Optimal Ramsey Capital Income Taxation—A Reappraisal

This paper addresses a long-standing problem in the optimal Ramsey capital taxation literature. The tractability of our model enables us to solve the Ramsey problem analytically along the entire transitional path. We show that the conventional wisdom on Ramsey tax policy and its underlying intuition and rationales do not hold in our model and may thus be misrepresented in the literature. We uncover a critical trade off for the Ramsey planner between aggregate allocative efficiency in terms of the modified golden rule and individual allocative efficiency in terms of self-insurance. Facing the trade-off, the Ramsey planner prefers issuing debt rather than taxing capital if possible. In particular, the planner always intends to supply enough bonds to relax individuals'' borrowing constraints to achieve the modified golden rule by crowding out capital.
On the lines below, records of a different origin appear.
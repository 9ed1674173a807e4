//! Demo components that communicate only through an event registry.
//!
//! Each listening component subscribes when it is mounted and keeps the
//! guards in a [`SubscriptionSet`]; dropping the component unmounts it.

use std::sync::{Arc, Mutex, PoisonError};

use herald_events::{EventRegistry, SubscriptionSet, callback};
use tracing::info;

/// Event published when the signup form is submitted. Payload: the name.
pub const FORM_SUBMITTED: &str = "form-submitted";

/// Event published when the signup form is cleared. Payload: empty string.
pub const FORM_RESET: &str = "form-reset";

type Journal = Arc<Mutex<Vec<String>>>;

fn record(journal: &Journal, line: String) {
    journal
        .lock()
        .unwrap_or_else(PoisonError::into_inner)
        .push(line);
}

fn snapshot(journal: &Journal) -> Vec<String> {
    journal
        .lock()
        .unwrap_or_else(PoisonError::into_inner)
        .clone()
}

/// The producer: publishes form events, knows nothing about listeners.
#[derive(Debug, Clone)]
pub struct SignupForm {
    bus: EventRegistry<String>,
}

impl SignupForm {
    /// Create a form that publishes on `bus`.
    #[must_use]
    pub fn new(bus: EventRegistry<String>) -> Self {
        Self { bus }
    }

    /// Submit the form. Returns how many listeners were notified.
    pub fn submit(&self, name: &str) -> usize {
        info!(name, "form submitted");
        self.bus.publish(FORM_SUBMITTED, &name.to_owned())
    }

    /// Clear the form. Returns how many listeners were notified.
    pub fn reset(&self) -> usize {
        self.bus.publish(FORM_RESET, &String::new())
    }
}

/// Listener that records every submitted name.
#[derive(Debug)]
pub struct NameLog {
    entries: Journal,
    _subscriptions: SubscriptionSet<String>,
}

impl NameLog {
    /// Mount the component: subscribe to form events.
    #[must_use]
    pub fn mount(bus: &EventRegistry<String>) -> Self {
        let entries: Journal = Arc::default();
        let mut subscriptions = SubscriptionSet::new();

        let log = Arc::clone(&entries);
        subscriptions.push(bus.subscribe_scoped(
            FORM_SUBMITTED,
            callback(move |name: &String| record(&log, format!("submitted: {name}"))),
        ));
        let log = Arc::clone(&entries);
        subscriptions.push(bus.subscribe_scoped(
            FORM_RESET,
            callback(move |_: &String| record(&log, "reset".to_owned())),
        ));

        Self {
            entries,
            _subscriptions: subscriptions,
        }
    }

    /// Everything recorded so far.
    #[must_use]
    pub fn entries(&self) -> Vec<String> {
        snapshot(&self.entries)
    }
}

/// Listener that greets whoever submitted the form.
#[derive(Debug)]
pub struct Greeter {
    greetings: Journal,
    _subscriptions: SubscriptionSet<String>,
}

impl Greeter {
    /// Mount the component: subscribe to form submissions.
    #[must_use]
    pub fn mount(bus: &EventRegistry<String>) -> Self {
        let greetings: Journal = Arc::default();
        let mut subscriptions = SubscriptionSet::new();

        let out = Arc::clone(&greetings);
        subscriptions.push(bus.subscribe_scoped(
            FORM_SUBMITTED,
            callback(move |name: &String| record(&out, format!("Hello, {name}!"))),
        ));

        Self {
            greetings,
            _subscriptions: subscriptions,
        }
    }

    /// Greetings produced so far.
    #[must_use]
    pub fn greetings(&self) -> Vec<String> {
        snapshot(&self.greetings)
    }
}
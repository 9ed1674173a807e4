//! Config file discovery and layered loading.
//!
//! Layers, lowest precedence first:
//! 1. `defaults.toml` embedded in the binary
//! 2. User config (`~/.herald/config.toml`, or `$HERALD_HOME/config.toml`)
//! 3. Explicit config file (e.g. `--config`)
//! 4. Environment variables (`HERALD_*`)
//!
//! Tables merge field by field; scalars and arrays from a higher layer
//! replace the lower value. The merged tree is then deserialized and
//! validated.

use std::collections::HashMap;
use std::path::{Path, PathBuf};

use tracing::{debug, info};

use crate::error::{ConfigError, ConfigResult};
use crate::types::Config;
use crate::validate;

/// Embedded default configuration.
const DEFAULTS_TOML: &str = include_str!("defaults.toml");

/// Maximum allowed config file size (1 MB).
const MAX_CONFIG_FILE_SIZE: u64 = 1_048_576;

/// Environment variables that override config fields.
const ENV_OVERRIDES: [(&str, &str); 4] = [
    ("HERALD_DELIVERY", "bus.delivery"),
    ("HERALD_LOG_LEVEL", "logging.level"),
    ("HERALD_LOG_FORMAT", "logging.format"),
    ("HERALD_LOG_DIR", "logging.directory"),
];

/// A loaded configuration and where it came from.
#[derive(Debug, Clone)]
pub struct ResolvedConfig {
    /// The merged, validated configuration.
    pub config: Config,
    /// Config files that were found and merged, in merge order.
    pub loaded_files: Vec<String>,
    /// Environment variables that overrode a field.
    pub env_overrides: Vec<String>,
}

/// Load configuration with the full precedence chain.
///
/// `explicit` is a config file the user asked for by name; unlike the user
/// config, it must exist.
///
/// # Errors
///
/// Returns a [`ConfigError`] if a config file is unreadable or malformed, or
/// the merged configuration fails validation.
pub fn load(explicit: Option<&Path>) -> ConfigResult<ResolvedConfig> {
    let env_vars: HashMap<String, String> = std::env::vars()
        .filter(|(key, _)| key.starts_with("HERALD_"))
        .collect();

    let user_dir = match env_vars.get("HERALD_HOME") {
        Some(home) => PathBuf::from(home),
        None => home_directory()?.join(".herald"),
    };

    load_from(Some(&user_dir), explicit, &env_vars)
}

/// Load configuration from explicit sources.
///
/// `user_dir` is the directory holding the user's `config.toml`; `None`
/// skips the user layer.
///
/// # Errors
///
/// Returns a [`ConfigError`] if a config file is unreadable or malformed, or
/// the merged configuration fails validation.
pub fn load_from(
    user_dir: Option<&Path>,
    explicit: Option<&Path>,
    env_vars: &HashMap<String, String>,
) -> ConfigResult<ResolvedConfig> {
    let mut merged: toml::Value =
        toml::from_str(DEFAULTS_TOML).map_err(|e| ConfigError::ParseError {
            path: "<embedded defaults>".to_owned(),
            source: e,
        })?;
    let mut loaded_files = Vec::new();

    if let Some(dir) = user_dir {
        let path = dir.join("config.toml");
        if let Some(overlay) = try_load_file(&path)? {
            deep_merge(&mut merged, &overlay);
            info!(path = %path.display(), "loaded user config");
            loaded_files.push(path.display().to_string());
        }
    }

    if let Some(path) = explicit {
        let overlay = try_load_file(path)?.ok_or_else(|| ConfigError::ReadError {
            path: path.display().to_string(),
            source: std::io::Error::new(std::io::ErrorKind::NotFound, "file not found"),
        })?;
        deep_merge(&mut merged, &overlay);
        info!(path = %path.display(), "loaded config file");
        loaded_files.push(path.display().to_string());
    }

    let env_overrides = apply_env_overrides(&mut merged, env_vars);
    if !env_overrides.is_empty() {
        debug!(count = env_overrides.len(), "applied environment overrides");
    }

    let config: Config = merged
        .try_into()
        .map_err(|e: toml::de::Error| ConfigError::ParseError {
            path: "<merged config>".to_owned(),
            source: e,
        })?;

    validate::validate(&config)?;

    Ok(ResolvedConfig {
        config,
        loaded_files,
        env_overrides,
    })
}

/// Recursively deep-merge `overlay` into `base`.
fn deep_merge(base: &mut toml::Value, overlay: &toml::Value) {
    match (base, overlay) {
        (toml::Value::Table(base_table), toml::Value::Table(overlay_table)) => {
            for (key, overlay_val) in overlay_table {
                if let Some(base_val) = base_table.get_mut(key) {
                    deep_merge(base_val, overlay_val);
                } else {
                    base_table.insert(key.clone(), overlay_val.clone());
                }
            }
        },
        (base, overlay) => {
            *base = overlay.clone();
        },
    }
}

/// Write every set `HERALD_*` override into the merged tree.
fn apply_env_overrides(merged: &mut toml::Value, env_vars: &HashMap<String, String>) -> Vec<String> {
    let mut applied = Vec::new();
    for (var, field) in ENV_OVERRIDES {
        let Some(value) = env_vars.get(var).filter(|v| !v.is_empty()) else {
            continue;
        };
        set_path(merged, field, toml::Value::String(value.clone()));
        debug!(var, field, "environment override");
        applied.push(var.to_owned());
    }
    applied
}

/// Set a dotted `section.key` path, creating the section table if needed.
fn set_path(root: &mut toml::Value, path: &str, value: toml::Value) {
    let Some((section, key)) = path.split_once('.') else {
        return;
    };
    let Some(root) = root.as_table_mut() else {
        return;
    };
    let section = root
        .entry(section)
        .or_insert_with(|| toml::Value::Table(toml::Table::new()));
    if let Some(table) = section.as_table_mut() {
        table.insert(key.to_owned(), value);
    }
}

/// Try to load a file, returning `None` if it doesn't exist.
fn try_load_file(path: &Path) -> ConfigResult<Option<toml::Value>> {
    // Check the size before reading so an oversized file is never buffered.
    let metadata = match std::fs::metadata(path) {
        Ok(m) => m,
        Err(e) if e.kind() == std::io::ErrorKind::NotFound => {
            debug!(path = %path.display(), "config file not found, skipping");
            return Ok(None);
        },
        Err(e) => {
            return Err(ConfigError::ReadError {
                path: path.display().to_string(),
                source: e,
            });
        },
    };
    if metadata.len() > MAX_CONFIG_FILE_SIZE {
        return Err(ConfigError::ValidationError {
            field: path.display().to_string(),
            message: format!(
                "config file is {} bytes, exceeding the {MAX_CONFIG_FILE_SIZE} byte limit",
                metadata.len()
            ),
        });
    }

    let content = std::fs::read_to_string(path).map_err(|e| ConfigError::ReadError {
        path: path.display().to_string(),
        source: e,
    })?;

    let value = toml::from_str(&content).map_err(|e| ConfigError::ParseError {
        path: path.display().to_string(),
        source: e,
    })?;
    Ok(Some(value))
}

/// Determine the user's home directory.
fn home_directory() -> ConfigResult<PathBuf> {
    directories::BaseDirs::new()
        .map(|d| d.home_dir().to_path_buf())
        .ok_or(ConfigError::NoHomeDir)
}
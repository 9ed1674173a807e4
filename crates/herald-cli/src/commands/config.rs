//! `herald config`: print the resolved configuration.

use anyhow::Result;
use colored::Colorize;
use herald_config::ResolvedConfig;

pub(crate) fn show_config(resolved: &ResolvedConfig) -> Result<()> {
    if resolved.loaded_files.is_empty() {
        println!("{}", "# using embedded defaults".dimmed());
    }
    for path in &resolved.loaded_files {
        println!("{} {path}", "# loaded".dimmed());
    }
    for var in &resolved.env_overrides {
        println!("{} {var}", "# env override".dimmed());
    }
    print!("{}", resolved.config.to_toml_string()?);
    Ok(())
}
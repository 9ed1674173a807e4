//! Layered configuration for Herald.
//!
//! # Usage
//!
//! ```rust,no_run
//! use herald_config::Config;
//!
//! let resolved = Config::load(None).unwrap();
//! println!("delivery policy: {}", resolved.config.bus.delivery);
//! ```
//!
//! # Configuration Precedence
//!
//! From highest to lowest priority:
//!
//! 1. **Environment variables** (`HERALD_DELIVERY`, `HERALD_LOG_LEVEL`,
//!    `HERALD_LOG_FORMAT`, `HERALD_LOG_DIR`)
//! 2. **Explicit file** passed by the caller (e.g. `herald --config`)
//! 3. **User** (`~/.herald/config.toml`, or `$HERALD_HOME/config.toml`)
//! 4. **Embedded defaults** (`defaults.toml` compiled into the binary)
//!
//! This crate has no dependencies on other herald crates. Conversion into
//! domain types happens in the binary.

#![deny(unsafe_code)]
#![warn(missing_docs)]
#![deny(clippy::all)]
#![warn(unreachable_pub)]
#![deny(clippy::unwrap_used)]
#![cfg_attr(test, allow(clippy::unwrap_used))]

/// Configuration error types.
pub mod error;
/// Configuration file discovery and loading.
pub mod loader;
/// Configuration struct definitions.
pub mod types;
/// Configuration validation rules.
pub mod validate;

pub use error::{ConfigError, ConfigResult};
pub use loader::ResolvedConfig;
pub use types::*;

impl Config {
    /// Load configuration with the full precedence chain.
    ///
    /// See [`loader::load`] for details.
    ///
    /// # Errors
    ///
    /// Returns a [`ConfigError`] if any config file is malformed or the final
    /// configuration fails validation.
    pub fn load(explicit: Option<&std::path::Path>) -> ConfigResult<ResolvedConfig> {
        loader::load(explicit)
    }
}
A capital tax is not the optimal tool to achieve aggregate allocative efficiency, despite possible over-accumulation of capital. Thus, the optimal capital tax can be zero, positive, or even negative, depending on the Ramsey planner''s ability to issue debt. The modified golden rule can fail to hold whenever the government encounters a debt limit. Finally, the planner''s desire to relax individuals'' borrowing constraints may lead to unlimited debt accumulation, resulting in a dynamic path featuring no steady state.